Mais selon plusieurs participants, le président de la République se serait montré beaucoup plus ferme. "La prochaine fois, c'est la porte", aurait-il carrément lâché. "Il n'y aura pas de nouvel exemple" de couac "sans sanction", et "celui ou celle qui manque à la solidarité gouvernementale devra sortir", a ajouté le locataire de l'Élysée. Histoire d'enfoncer le clou, il aurait même précisé : "C'est la dernière fois que j'accepte cela. François et moi estimons que ça suffit ! Je ne supporte plus que certains se fassent leur cote au détriment de l'équipe. On accepte les arbitrages et si on n'est pas content, on quitte le gouvernement."
Pour un des participants, ce recadrage en règle s'est fait sans que Nicolas Sarkozy ait besoin de hausser le ton. "Le Président était très calme. Mais on sentait qu'il en avait discuté avec François Fillon" et qu'ils avaient "fini d'être gentils".
Plusieurs ministres visés
Même si aucun nom n'a été cité, plusieurs ministres étaient clairement visés par cette déclaration. En première ligne, la secrétaire d'État à l'Écologie Nathalie Kosciusko-Morizet.

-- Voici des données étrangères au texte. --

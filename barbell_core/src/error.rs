//! Error types for the barbell_core library.

use std::io;
use std::path::PathBuf;

/// Result type alias using our Error type
pub type Result<T> = std::result::Result<T, Error>;

/// Core error type for barbell_core operations
#[derive(Debug, thiserror::Error)]
pub enum Error {
    /// IO error occurred
    #[error("IO error: {0}")]
    Io(#[from] io::Error),

    /// JSON serialization/deserialization error
    #[error("JSON error: {0}")]
    Json(#[from] serde_json::Error),

    /// CSV error
    #[error("CSV error: {0}")]
    Csv(#[from] csv::Error),

    /// TOML parsing error
    #[error("TOML error: {0}")]
    Toml(#[from] toml::de::Error),

    /// Configuration validation error
    #[error("Configuration error: {0}")]
    Config(String),

    /// Rounding step must be a positive, finite number of kilograms
    #[error("Invalid rounding step {0}: must be greater than zero")]
    InvalidRoundingStep(f64),

    /// Imported plan text has no athlete name line
    #[error("Athlete name not found in plan text")]
    AthleteNameMissing,

    /// A vocabulary token produced a grammar that failed to compile
    #[error("Grammar error: {0}")]
    Grammar(#[from] regex::Error),

    /// The athlete book exists but is not valid JSON
    #[error("Athlete book {path:?} is corrupted, fix or move it aside: {source}")]
    CorruptedBook {
        path: PathBuf,
        source: serde_json::Error,
    },

    /// No athlete with this name in the athlete book
    #[error("Athlete not found: {0}")]
    AthleteNotFound(String),

    /// Generic error
    #[error("{0}")]
    Other(String),
}
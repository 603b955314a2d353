#![forbid(unsafe_code)]

//! Core domain model and logic for Barbell, a strength coach's plan toolkit.
//!
//! This crate provides:
//! - Domain types (lifts, series sets, scanned plans)
//! - Series notation codec (decorated and spreadsheet-paste notations)
//! - Percentage-of-max weight tables
//! - Plan document scanning (import) and paragraph assembly (export)
//! - Athlete records and the file-backed athlete book

pub mod types;
pub mod error;
pub mod vocabulary;
pub mod config;
pub mod logging;
pub mod weights;
pub mod series;
pub mod scanner;
pub mod import;
pub mod export;
pub mod records;
pub mod book;

// Re-export commonly used types
pub use error::{Error, Result};
pub use types::*;
pub use vocabulary::Vocabulary;
pub use config::Config;
pub use weights::{generate_weight_table, round_weight, RoundingStep, STANDARD_PERCENTS};
pub use series::{format_series, validate_series, ParsedSeries, SeriesCodec};
pub use scanner::{PlanScanner, ScanReport, ScanWarning};
pub use import::import_plan_text;
pub use export::{build_paragraphs, render_text, ExportDocument, Paragraph};
pub use records::AthleteRecord;
pub use book::AthleteBook;
//! crates/qa_testgen_core/src/domain.rs
//!
//! Defines the pure, core data structures for the application.
//! These structs are independent of any transport or serialization format.

/// Status assigned to every test case the model does not give one.
pub const DEFAULT_STATUS: &str = "Not Executed";

/// Priority assigned to every test case the model does not give one.
pub const DEFAULT_PRIORITY: &str = "Medium";

/// A single row of the generated test case table.
///
/// `priority` is kept as free text because the model is not bound to the
/// High/Medium/Low vocabulary; use [`PriorityLevel::classify`] to bucket it.
#[derive(Debug, Clone, PartialEq, Eq)]
pub struct TestCase {
    pub id: String,
    pub test_case_id: String,
    pub description: String,
    pub steps: String,
    pub expected_result: String,
    pub priority: String,
    pub status: String,
}

/// The three priority buckets used when presenting test cases.
#[derive(Debug, Clone, Copy, PartialEq, Eq)]
pub enum PriorityLevel {
    High,
    Medium,
    Low,
}

impl PriorityLevel {
    /// Case-insensitive classification. Anything that is not "high" or
    /// "medium" lands in `Low`.
    pub fn classify(raw: &str) -> Self {
        let trimmed = raw.trim();
        if trimmed.eq_ignore_ascii_case("high") {
            PriorityLevel::High
        } else if trimmed.eq_ignore_ascii_case("medium") {
            PriorityLevel::Medium
        } else {
            PriorityLevel::Low
        }
    }
}

/// Who authored a conversation turn.
#[derive(Debug, Clone, Copy, PartialEq, Eq)]
pub enum Role {
    System,
    User,
    Assistant,
}

impl Role {
    pub fn as_str(&self) -> &'static str {
        match self {
            Role::System => "system",
            Role::User => "user",
            Role::Assistant => "assistant",
        }
    }
}

/// One exchange unit sent to or received from the completion service.
#[derive(Debug, Clone, PartialEq, Eq)]
pub struct ConversationTurn {
    pub role: Role,
    pub content: String,
}

impl ConversationTurn {
    pub fn system(content: impl Into<String>) -> Self {
        Self {
            role: Role::System,
            content: content.into(),
        }
    }

    pub fn user(content: impl Into<String>) -> Self {
        Self {
            role: Role::User,
            content: content.into(),
        }
    }

    pub fn assistant(content: impl Into<String>) -> Self {
        Self {
            role: Role::Assistant,
            content: content.into(),
        }
    }
}

/// The ordered user/assistant history threaded through stateless calls.
///
/// The log is never mutated in place: appending consumes it and hands back
/// the extended log. System turns are prompt scaffolding and are dropped on
/// construction.
#[derive(Debug, Clone, Default, PartialEq, Eq)]
pub struct ConversationLog {
    turns: Vec<ConversationTurn>,
}

impl ConversationLog {
    pub fn new(turns: Vec<ConversationTurn>) -> Self {
        let turns = turns
            .into_iter()
            .filter(|turn| turn.role != Role::System)
            .collect();
        Self { turns }
    }

    pub fn empty() -> Self {
        Self::default()
    }

    pub fn turns(&self) -> &[ConversationTurn] {
        &self.turns
    }

    pub fn len(&self) -> usize {
        self.turns.len()
    }

    pub fn is_empty(&self) -> bool {
        self.turns.is_empty()
    }

    /// Returns the log extended by `turn`. System turns are ignored.
    pub fn with_turn(mut self, turn: ConversationTurn) -> Self {
        if turn.role != Role::System {
            self.turns.push(turn);
        }
        self
    }

    pub fn into_turns(self) -> Vec<ConversationTurn> {
        self.turns
    }
}

/// A user-supplied picture. Lives for a single request only.
#[derive(Debug, Clone, PartialEq, Eq)]
pub struct UploadedImage {
    pub bytes: Vec<u8>,
    pub media_type: String,
}

impl UploadedImage {
    pub fn new(bytes: Vec<u8>, media_type: impl Into<String>) -> Self {
        Self {
            bytes,
            media_type: media_type.into(),
        }
    }

    pub fn size_bytes(&self) -> usize {
        self.bytes.len()
    }
}

/// Input to the generation endpoint.
#[derive(Debug, Clone, Default)]
pub struct GenerationRequest {
    pub image: Option<UploadedImage>,
    pub requirements: String,
    pub history: ConversationLog,
}

/// Input to the refinement endpoint.
#[derive(Debug, Clone, Default)]
pub struct RefinementRequest {
    pub image: Option<UploadedImage>,
    pub requirements: String,
    pub history: ConversationLog,
    pub instruction: String,
}

/// What both endpoints hand back: the fresh result set and the extended log.
#[derive(Debug, Clone, PartialEq, Eq)]
pub struct WorkflowOutput {
    pub test_cases: Vec<TestCase>,
    pub history: ConversationLog,
}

Interrogée mardi après-midi par lepoint.fr , NKM avait tiré à boulets rouges sur son ministre de tutelle Jean-Louis Borloo, qu'elle accusait "de fuir ses responsabilités". Elle s'en était aussi prise à Jean-François Copé, dénonçant la"cabale" organisée par ce dernier à propos du projet de loi sur les OGM. "C'est à lui de s'assurer de la présence suffisante de députés sur un vote. Il n'a pas su organiser un débat préalable interne au groupe sur le sujet. Il porte une lourde responsabilité."
Autre preuve de désordre : l'Élysée, Matignon et le gouvernement avaient tenu des positions contradictoires à propos de la carte Famille nombreuse. Annoncée supprimée dans un premier temps, celle-ci avait fini par être maintenue.

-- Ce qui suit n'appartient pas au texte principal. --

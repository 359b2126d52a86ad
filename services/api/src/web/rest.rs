//! services/api/src/web/rest.rs
//!
//! Contains the Axum handlers for the REST API endpoints and the master
//! definition for the OpenAPI specification.

use crate::web::{
    form::{read_form, FormError},
    protocol::{
        from_conversation_log, ChatRole, ChatTurnDto, ErrorResponse, ExportRequest,
        HealthResponse, TestCaseDto, TestCasesResponse,
    },
    state::AppState,
};
use axum::{
    extract::{rejection::JsonRejection, Multipart, State},
    http::{header, StatusCode},
    response::{IntoResponse, Json, Response},
};
use qa_testgen_core::{
    domain::{GenerationRequest, RefinementRequest, TestCase, WorkflowOutput},
    ports::{PortError, TestCaseExporter},
    workflow::WorkflowError,
};
use std::sync::Arc;
use tracing::{error, info, warn};
use utoipa::OpenApi;

//=========================================================================================
// OpenAPI Master Definition
//=========================================================================================

#[derive(OpenApi)]
#[openapi(
    paths(
        generate_handler,
        chat_handler,
        export_csv_handler,
        export_xlsx_handler,
        health_handler,
    ),
    components(
        schemas(
            TestCaseDto, ChatRole, ChatTurnDto, TestCasesResponse, ExportRequest,
            ErrorResponse, HealthResponse
        )
    ),
    tags(
        (name = "QA Test Case Generator API", description = "Generate, refine, and export QA test cases with an LLM.")
    )
)]
pub struct ApiDoc;

/// The published document: `ApiDoc` stamped with the service title and crate version.
pub fn api_doc() -> utoipa::openapi::OpenApi {
    let mut doc = ApiDoc::openapi();
    doc.info.title = "QA Test Case Generator API".to_string();
    doc.info.version = env!("CARGO_PKG_VERSION").to_string();
    doc
}

//=========================================================================================
// Error Mapping
//=========================================================================================

pub type HandlerError = (StatusCode, Json<ErrorResponse>);

fn error_response(status: StatusCode, code: &str, message: impl Into<String>) -> HandlerError {
    (
        status,
        Json(ErrorResponse {
            error: message.into(),
            code: code.to_string(),
        }),
    )
}

fn workflow_error(err: WorkflowError) -> HandlerError {
    let status = match &err {
        WorkflowError::Validation(_) => StatusCode::BAD_REQUEST,
        WorkflowError::Port(PortError::Misconfigured(_)) => StatusCode::INTERNAL_SERVER_ERROR,
        WorkflowError::Port(PortError::Timeout(_)) => StatusCode::GATEWAY_TIMEOUT,
        WorkflowError::Port(PortError::Service(_)) => StatusCode::BAD_GATEWAY,
        WorkflowError::Port(PortError::Unexpected(_)) => StatusCode::INTERNAL_SERVER_ERROR,
    };
    if status.is_server_error() {
        error!("Test case request failed: {}", err);
    } else {
        warn!("Rejected test case request: {}", err);
    }
    error_response(status, err.code(), err.to_string())
}

fn form_error(err: FormError) -> HandlerError {
    match err {
        FormError::Malformed { status, message } => {
            warn!("Malformed multipart request: {}", message);
            let status = if status.is_client_error() {
                status
            } else {
                StatusCode::BAD_REQUEST
            };
            error_response(
                status,
                "INVALID_REQUEST",
                format!("Failed to read multipart data: {}", message),
            )
        }
        FormError::Validation(err) => workflow_error(WorkflowError::Validation(err)),
    }
}

fn to_response(output: WorkflowOutput) -> Json<TestCasesResponse> {
    Json(TestCasesResponse {
        test_cases: output.test_cases.into_iter().map(TestCaseDto::from).collect(),
        chat_history: from_conversation_log(output.history),
    })
}

//=========================================================================================
// Generation and Refinement Handlers
//=========================================================================================

/// Generate a fresh set of test cases from a screenshot and/or requirements.
///
/// The returned `chatHistory` is the submitted history plus the model's raw reply.
#[utoipa::path(
    post,
    path = "/api/generate",
    request_body(content_type = "multipart/form-data", description = "Parts: `screenshot` (optional image), `textInput`, `chatHistory` (JSON array)."),
    responses(
        (status = 200, description = "Test cases generated", body = TestCasesResponse),
        (status = 400, description = "Invalid input (INVALID_FILE_TYPE, FILE_TOO_LARGE, NO_INPUT, INVALID_HISTORY)", body = ErrorResponse),
        (status = 500, description = "Completion service misconfigured", body = ErrorResponse),
        (status = 502, description = "Completion service error", body = ErrorResponse),
        (status = 504, description = "Completion service timed out", body = ErrorResponse)
    )
)]
pub async fn generate_handler(
    State(app_state): State<Arc<AppState>>,
    multipart: Multipart,
) -> Result<Json<TestCasesResponse>, HandlerError> {
    let form = read_form(multipart, app_state.config.max_request_bytes)
        .await
        .map_err(form_error)?;
    info!(
        "Generate request: screenshot={}, history={} turn(s).",
        form.screenshot.is_some(),
        form.chat_history.len()
    );

    let output = app_state
        .workflow
        .generate(GenerationRequest {
            image: form.screenshot,
            requirements: form.text_input,
            history: form.chat_history,
        })
        .await
        .map_err(workflow_error)?;

    Ok(to_response(output))
}

/// Refine the current test cases with a chat instruction.
///
/// The returned `chatHistory` is the submitted history plus the instruction and
/// the model's raw reply. An empty `testCases` list means the reply could not be
/// parsed and the client should keep its current table.
#[utoipa::path(
    post,
    path = "/api/chat",
    request_body(content_type = "multipart/form-data", description = "Parts: `screenshot` (optional image), `textInput`, `chatHistory` (JSON array), `userMessage`."),
    responses(
        (status = 200, description = "Test cases refined", body = TestCasesResponse),
        (status = 400, description = "Invalid input (INVALID_FILE_TYPE, FILE_TOO_LARGE, NO_INSTRUCTION, INVALID_HISTORY)", body = ErrorResponse),
        (status = 500, description = "Completion service misconfigured", body = ErrorResponse),
        (status = 502, description = "Completion service error", body = ErrorResponse),
        (status = 504, description = "Completion service timed out", body = ErrorResponse)
    )
)]
pub async fn chat_handler(
    State(app_state): State<Arc<AppState>>,
    multipart: Multipart,
) -> Result<Json<TestCasesResponse>, HandlerError> {
    let form = read_form(multipart, app_state.config.max_request_bytes)
        .await
        .map_err(form_error)?;
    info!(
        "Chat request: screenshot={}, history={} turn(s).",
        form.screenshot.is_some(),
        form.chat_history.len()
    );

    let output = app_state
        .workflow
        .refine(RefinementRequest {
            image: form.screenshot,
            requirements: form.text_input,
            history: form.chat_history,
            instruction: form.user_message,
        })
        .await
        .map_err(workflow_error)?;

    Ok(to_response(output))
}

//=========================================================================================
// Export Handlers
//=========================================================================================

fn export_with(
    exporter: &dyn TestCaseExporter,
    payload: Result<Json<ExportRequest>, JsonRejection>,
) -> Result<Response, HandlerError> {
    let Json(request) = payload.map_err(|rejection| {
        warn!("Rejected export request: {}", rejection.body_text());
        error_response(StatusCode::BAD_REQUEST, "INVALID_REQUEST", rejection.body_text())
    })?;
    let test_cases: Vec<TestCase> = request.test_cases.into_iter().map(TestCase::from).collect();

    let bytes = exporter.encode(&test_cases).map_err(|e| {
        error!("Export to {} failed: {}", exporter.file_name(), e);
        error_response(StatusCode::INTERNAL_SERVER_ERROR, "EXPORT_FAILED", e.to_string())
    })?;
    info!("Exported {} test case(s) to {}.", test_cases.len(), exporter.file_name());

    let headers = [
        (header::CONTENT_TYPE, exporter.content_type().to_string()),
        (
            header::CONTENT_DISPOSITION,
            format!("attachment; filename=\"{}\"", exporter.file_name()),
        ),
    ];
    Ok((headers, bytes).into_response())
}

/// Download the test cases as `test_cases.csv`.
#[utoipa::path(
    post,
    path = "/api/export/csv",
    request_body = ExportRequest,
    responses(
        (status = 200, description = "CSV document (`text/csv`), served as an attachment"),
        (status = 400, description = "Malformed request body", body = ErrorResponse)
    )
)]
pub async fn export_csv_handler(
    State(app_state): State<Arc<AppState>>,
    payload: Result<Json<ExportRequest>, JsonRejection>,
) -> Result<Response, HandlerError> {
    export_with(app_state.csv_exporter.as_ref(), payload)
}

/// Download the test cases as a styled `test_cases.xlsx` spreadsheet.
#[utoipa::path(
    post,
    path = "/api/export/xlsx",
    request_body = ExportRequest,
    responses(
        (status = 200, description = "XLSX document, served as an attachment"),
        (status = 400, description = "Malformed request body", body = ErrorResponse)
    )
)]
pub async fn export_xlsx_handler(
    State(app_state): State<Arc<AppState>>,
    payload: Result<Json<ExportRequest>, JsonRejection>,
) -> Result<Response, HandlerError> {
    export_with(app_state.xlsx_exporter.as_ref(), payload)
}

//=========================================================================================
// Health
//=========================================================================================

#[utoipa::path(
    get,
    path = "/health",
    responses((status = 200, description = "Service is up", body = HealthResponse))
)]
pub async fn health_handler() -> Json<HealthResponse> {
    Json(HealthResponse {
        status: "ok".to_string(),
    })
}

L'éventuel boycott de la cérémonie d'ouverture des Jeux olympiques de Pékin avait aussi déclenché la polémique. Dans un entretien au Monde , la secrétaire d'État aux droits de l'homme Rama Yade avait déclaré que Nicolas Sarkozy mettait plusieurs "conditions" à sa participation à la cérémonie d'ouverture, le 8 août, en Chine. Des propos que son ministre de tutelle Bernard Kouchner avait immédiatement démentis.
Pour tenter de mettre un terme à la "cacophonie" gouvernementale, un terme employé jusque dans les rangs de la majorité, le couple exécutif a nommé mercredi comme délégué interministériel à la communication Thierry Saussez qui sera également responsable du Service d'information du gouvernement (Sig).